Exercise: The records below are to be transcribed word for word.

__________

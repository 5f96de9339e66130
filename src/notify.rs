//! Push payload parsing and the user-notification seam.

use async_trait::async_trait;
use serde::Deserialize;

use crate::error::Result;

/// Title used when a push payload carries none.
pub const DEFAULT_TITLE: &str = "Kukaya";

/// Body used when a push payload carries none.
pub const DEFAULT_BODY: &str = "You have a new update from Kukaya.";

/// Icon shown on every notification.
pub const NOTIFICATION_ICON: &str = "/static/icons/icon-192.png";

/// Structured fields a push message may carry.
#[derive(Debug, Default, Deserialize)]
struct PushPayload {
    title: Option<String>,
    body: Option<String>,
}

/// A user-facing notification surfaced from a push message.
#[derive(Debug, Clone, PartialEq, Eq)]
pub struct Notification {
    /// Notification title.
    pub title: String,
    /// Notification body text.
    pub body: String,
    /// Icon path.
    pub icon: String,
}

impl Notification {
    /// Builds a notification from raw push data.
    ///
    /// Absent data, malformed JSON, and missing fields all fall back to
    /// the defaults; a bad payload is never an error.
    #[must_use]
    pub fn from_push(data: Option<&[u8]>) -> Self {
        let payload = data
            .and_then(|bytes| serde_json::from_slice::<PushPayload>(bytes).ok())
            .unwrap_or_default();

        Self {
            title: payload.title.unwrap_or_else(|| DEFAULT_TITLE.to_string()),
            body: payload.body.unwrap_or_else(|| DEFAULT_BODY.to_string()),
            icon: NOTIFICATION_ICON.to_string(),
        }
    }
}

/// Abstraction over the host's notification surface.
#[async_trait]
pub trait Notifier: Send + Sync {
    /// Surfaces a notification to the user.
    async fn show(&self, notification: &Notification) -> Result<()>;

    /// Dismisses the currently displayed notification.
    async fn dismiss(&self) -> Result<()>;

    /// Focuses an open application window at `url`, or opens a new one.
    async fn focus_or_open(&self, url: &str) -> Result<()>;
}

/// Notifier that records events to the log, for headless hosts.
#[derive(Debug, Clone, Copy, Default)]
pub struct LogNotifier;

#[async_trait]
impl Notifier for LogNotifier {
    async fn show(&self, notification: &Notification) -> Result<()> {
        log::info!("notification: {}: {}", notification.title, notification.body);
        Ok(())
    }

    async fn dismiss(&self) -> Result<()> {
        log::debug!("notification dismissed");
        Ok(())
    }

    async fn focus_or_open(&self, url: &str) -> Result<()> {
        log::info!("focusing client window at {url}");
        Ok(())
    }
}

#[cfg(test)]
mod tests {
    use super::*;
    use proptest::prelude::*;

    #[test]
    fn full_payload_is_used_verbatim() {
        let data = br#"{"title":"Booking confirmed","body":"Room 4B is yours."}"#;
        let notification = Notification::from_push(Some(data));
        assert_eq!(notification.title, "Booking confirmed");
        assert_eq!(notification.body, "Room 4B is yours.");
        assert_eq!(notification.icon, NOTIFICATION_ICON);
    }

    #[test]
    fn empty_object_falls_back_to_defaults() {
        let notification = Notification::from_push(Some(b"{}"));
        assert_eq!(notification.title, DEFAULT_TITLE);
        assert_eq!(notification.body, DEFAULT_BODY);
    }

    #[test]
    fn absent_data_falls_back_to_defaults() {
        let notification = Notification::from_push(None);
        assert_eq!(notification.title, DEFAULT_TITLE);
        assert_eq!(notification.body, DEFAULT_BODY);
    }

    #[test]
    fn malformed_json_falls_back_to_defaults() {
        let notification = Notification::from_push(Some(b"not json at all"));
        assert_eq!(notification.title, DEFAULT_TITLE);
        assert_eq!(notification.body, DEFAULT_BODY);
    }

    #[test]
    fn partial_payload_keeps_what_it_has() {
        let notification = Notification::from_push(Some(br#"{"title":"Payment due"}"#));
        assert_eq!(notification.title, "Payment due");
        assert_eq!(notification.body, DEFAULT_BODY);
    }

    proptest! {
        #[test]
        fn arbitrary_bytes_never_panic(data in proptest::collection::vec(any::<u8>(), 0..256)) {
            let notification = Notification::from_push(Some(&data));
            prop_assert_eq!(notification.icon.as_str(), NOTIFICATION_ICON);
        }
    }
}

__________

Output:
repository 5f96de9339e66130
filename src/notify.rs
//! Push payload parsing and the user-notification seam.

use async_trait::async_trait;
use serde::Deserialize;

use crate::error::Result;

/// Title used when a push payload carries none.
pub const DEFAULT_TITLE: &str = "Kukaya";

/// Body used when a push payload carries none.
pub const DEFAULT_BODY: &str = "You have a new update from Kukaya.";

/// Icon shown on every notification.
pub const NOTIFICATION_ICON: &str = "/static/icons/icon-192.png";

/// Structured fields a push message may carry.
#[derive(Debug, Default, Deserialize)]
struct PushPayload {
    title: Option<String>,
    body: Option<String>,
}

/// A user-facing notification surfaced from a push message.
#[derive(Debug, Clone, PartialEq, Eq)]
pub struct Notification {
    /// Notification title.
    pub title: String,
    /// Notification body text.
    pub body: String,
    /// Icon path.
    pub icon: String,
}

impl Notification {
    /// Builds a notification from raw push data.
    ///
    /// Absent data, malformed JSON, and missing fields all fall back to
    /// the defaults; a bad payload is never an error.
    #[must_use]
    pub fn from_push(data: Option<&[u8]>) -> Self {
        let payload = data
            .and_then(|bytes| serde_json::from_slice::<PushPayload>(bytes).ok())
            .unwrap_or_default();

        Self {
            title: payload.title.unwrap_or_else(|| DEFAULT_TITLE.to_string()),
            body: payload.body.unwrap_or_else(|| DEFAULT_BODY.to_string()),
            icon: NOTIFICATION_ICON.to_string(),
        }
    }
}

/// Abstraction over the host's notification surface.
#[async_trait]
pub trait Notifier: Send + Sync {
    /// Surfaces a notification to the user.
    async fn show(&self, notification: &Notification) -> Result<()>;

    /// Dismisses the currently displayed notification.
    async fn dismiss(&self) -> Result<()>;

    /// Focuses an open application window at `url`, or opens a new one.
    async fn focus_or_open(&self, url: &str) -> Result<()>;
}

/// Notifier that records events to the log, for headless hosts.
#[derive(Debug, Clone, Copy, Default)]
pub struct LogNotifier;

#[async_trait]
impl Notifier for LogNotifier {
    async fn show(&self, notification: &Notification) -> Result<()> {
        log::info!("notification: {}: {}", notification.title, notification.body);
        Ok(())
    }

    async fn dismiss(&self) -> Result<()> {
        log::debug!("notification dismissed");
        Ok(())
    }

    async fn focus_or_open(&self, url: &str) -> Result<()> {
        log::info!("focusing client window at {url}");
        Ok(())
    }
}

#[cfg(test)]
mod tests {
    use super::*;
    use proptest::prelude::*;

    #[test]
    fn full_payload_is_used_verbatim() {
        let data = br#"{"title":"Booking confirmed","body":"Room 4B is yours."}"#;
        let notification = Notification::from_push(Some(data));
        assert_eq!(notification.title, "Booking confirmed");
        assert_eq!(notification.body, "Room 4B is yours.");
        assert_eq!(notification.icon, NOTIFICATION_ICON);
    }

    #[test]
    fn empty_object_falls_back_to_defaults() {
        let notification = Notification::from_push(Some(b"{}"));
        assert_eq!(notification.title, DEFAULT_TITLE);
        assert_eq!(notification.body, DEFAULT_BODY);
    }

    #[test]
    fn absent_data_falls_back_to_defaults() {
        let notification = Notification::from_push(None);
        assert_eq!(notification.title, DEFAULT_TITLE);
        assert_eq!(notification.body, DEFAULT_BODY);
    }

    #[test]
    fn malformed_json_falls_back_to_defaults() {
        let notification = Notification::from_push(Some(b"not json at all"));
        assert_eq!(notification.title, DEFAULT_TITLE);
        assert_eq!(notification.body, DEFAULT_BODY);
    }

    #[test]
    fn partial_payload_keeps_what_it_has() {
        let notification = Notification::from_push(Some(br#"{"title":"Payment due"}"#));
        assert_eq!(notification.title, "Payment due");
        assert_eq!(notification.body, DEFAULT_BODY);
    }

    proptest! {
        #[test]
        fn arbitrary_bytes_never_panic(data in proptest::collection::vec(any::<u8>(), 0..256)) {
            let notification = Notification::from_push(Some(&data));
            prop_assert_eq!(notification.icon.as_str(), NOTIFICATION_ICON);
        }
    }
}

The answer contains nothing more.